DKW: I appreciate your passion about one of my favorite shows. That said, I think the issue is that ANW is not a sport. It is not a league. It is not a tournament. It is a TV show.

The people who make the show, who decide what ends up on screen, are not stupid. They almost certainly have market research and focus groups and whatnot which tell them what ratio of competition to sob stories is ideal.

Of course, in the age of the internet, there are solutions available that would have made no sense in the past. For instance, they could release a full raw recording of all runs on youtube, or something like that. But I very much doubt that the clearly successful format of the show itself is going to change.

The first guy was an amputee in the thigh, above the knee. He took off his prosthesis. That’s definitely harder, even if he kept it on.

Artis Thompson III has a lower leg amputation, below the knee. He retains a lot more flexibility and normalcy of motion. Yeah, he doesn’t have an ankle joint and less sense awareness from that side, but I think he still has a chance at the jumping spider, especially if he does training to practice how to land.

More to the point, it’s an exhibition. In other words, it’s based on a sport-like activity but is not itself a sport. Similar to the NFL preseason or soccer friendlies.

There are a couple giant blinking neon clues that ANW is not an actual sport:

  1. There is prize money to the winner, and ONLY the winner. This is not how sports work. Ignoring team sports, individual sports award prize money for tournament play, and generally speaking, most participants (or all participants) win money.

  2. There is no guaranteed winner. Is there any actual sport on the face of the earth where there is not a guaranteed winner?

Based on the way Graff utterly demolished the warped wall tonight, she needs no further training and I stand very corrected. The shorter run-up to the wall should be irrelevant for her, and I don’t even think time would be much of an issue.

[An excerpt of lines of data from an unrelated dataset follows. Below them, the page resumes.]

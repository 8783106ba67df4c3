//! Concurrency behavior of the dispatch service: many in-flight
//! messages, distinct correlation ids, one execution each.

use std::sync::atomic::{AtomicUsize, Ordering};
use std::sync::Arc;

use async_trait::async_trait;

use cmdcore::{
    ActionContext, ActionName, Command, CommandDispatchService, CommandId, CommandMessage,
    CommandParameter, CommandResult, ContextState, CorrelationId, DispatchConfig,
    ExecutionContext, FacadeName,
};

/// Doubles its input and counts how many times it ran.
struct Doubler {
    runs: Arc<AtomicUsize>,
}

#[async_trait]
impl Command<u64> for Doubler {
    fn command_id(&self) -> CommandId {
        CommandId::try_new("math.double").unwrap()
    }

    async fn execute_do(&self, context: &mut ExecutionContext<u64>) -> CommandResult<u64> {
        let input = *context.redo_value()?;
        context.set_undo_parameter(CommandParameter::Value(input));
        self.runs.fetch_add(1, Ordering::SeqCst);
        Ok(input * 2)
    }

    async fn execute_undo(&self, context: &mut ExecutionContext<u64>) -> CommandResult<()> {
        context.undo_value()?;
        Ok(())
    }
}

fn action_context() -> ActionContext {
    ActionContext::new(
        FacadeName::try_new("math").unwrap(),
        ActionName::try_new("double").unwrap(),
    )
}

fn init_tracing() {
    let _ = tracing_subscriber::fmt()
        .with_env_filter(tracing_subscriber::EnvFilter::from_default_env())
        .with_test_writer()
        .try_init();
}

#[tokio::test(flavor = "multi_thread", worker_threads = 4)]
async fn many_in_flight_messages_each_execute_once() {
    init_tracing();
    let service = Arc::new(CommandDispatchService::new(DispatchConfig::default()));
    service.initialize().unwrap();

    let runs = Arc::new(AtomicUsize::new(0));
    let command = Arc::new(Doubler {
        runs: Arc::clone(&runs),
    });

    let mut receivers = Vec::new();
    for input in 0..40u64 {
        let correlation_id = CorrelationId::try_new(format!("cid-{input}")).unwrap();
        let context = Arc::clone(&command)
            .create_context(Some(CommandParameter::Value(input)));
        let message =
            CommandMessage::do_action(correlation_id.clone(), action_context(), context);
        service.send(message).unwrap();

        let service = Arc::clone(&service);
        let command_id = command.command_id();
        receivers.push(tokio::spawn(async move {
            let received = service
                .receive(&command_id, &correlation_id)
                .await
                .unwrap()
                .expect("every in-flight message completes");
            (input, received)
        }));
    }

    for receiver in receivers {
        let (input, received) = receiver.await.unwrap();
        assert_eq!(received.context().state(), ContextState::Done);
        assert_eq!(received.context().result(), Some(&(input * 2)));
    }
    assert_eq!(runs.load(Ordering::SeqCst), 40);

    service.shutdown().await;
}

#[tokio::test(flavor = "multi_thread", worker_threads = 4)]
async fn do_then_undo_round_trips_share_nothing() {
    init_tracing();
    let service = Arc::new(CommandDispatchService::new(DispatchConfig::default()));
    service.initialize().unwrap();

    let command = Arc::new(Doubler {
        runs: Arc::new(AtomicUsize::new(0)),
    });

    // Forward round trip under one correlation id.
    let do_id = CorrelationId::try_new("cid-do").unwrap();
    let context = Arc::clone(&command).create_context(Some(CommandParameter::Value(21)));
    service
        .send(CommandMessage::do_action(
            do_id.clone(),
            action_context(),
            context,
        ))
        .unwrap();
    let done = service
        .receive(&command.command_id(), &do_id)
        .await
        .unwrap()
        .unwrap()
        .into_context();
    assert_eq!(done.result(), Some(&42));

    // The caller serializes reuse: the undo is sent only after the
    // forward receive returned, under a fresh correlation id.
    let undo_id = CorrelationId::try_new("cid-undo").unwrap();
    service
        .send(CommandMessage::undo_action(
            undo_id.clone(),
            action_context(),
            done,
        ))
        .unwrap();
    let undone = service
        .receive(&command.command_id(), &undo_id)
        .await
        .unwrap()
        .unwrap()
        .into_context();
    assert_eq!(undone.state(), ContextState::Undone);

    service.shutdown().await;
}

Graff could definitely complete stage 1, and possibly even stage 2 if those wall dead-lifts at the end of stage 2 aren’t too heavy for her.

Well, if there objective was to make the courses harder now that someone has beaten Mt. Midoriyama, they’re off to a good start.

The wedge was really interesting. When we first saw it, I thought “wow that looks brutal”. Then first guy got to it, grabbed the stick, casually hopped along and flubbed the dismount, and I thought “oh, wow, that’s actually really easy”. I had been envisioning that the hard part would be keeping the stick level (although a few people did fail it that way, like Kevin Bull). But in fact, the hard part was swinging and dismounting, for reasons that I admit I still don’t quite really grok.

But it was hard enough to take out a ton of top athletes, including my man Flip Rodriguez (and kudos to him for talking openly about being a survivor of sexual abuse) and the entirely overexposed Grant McCartney.
The two who beat the wedge are the real deal. Jessie Graff establishes herself as the unquestioned top female competitor of all time. Yes, Kacy beat a city finals course, but it was far easier. Ending in second place on the leaderboard is a way more impressive achievement. But I don’t think Jessie had it in her to finish the course. She was gassed, and even if she’d somehow made it to the invisible ladder, she didn’t have a prayer on it. But, I do think she can beat stage one in Vegas.

Drew Levin vaults into the rank of absolute top competitors. I will be disappointed if he doesn’t make it to stage 3. And of course the absolute cream of the ninja crop recently have almost all been rock climbers…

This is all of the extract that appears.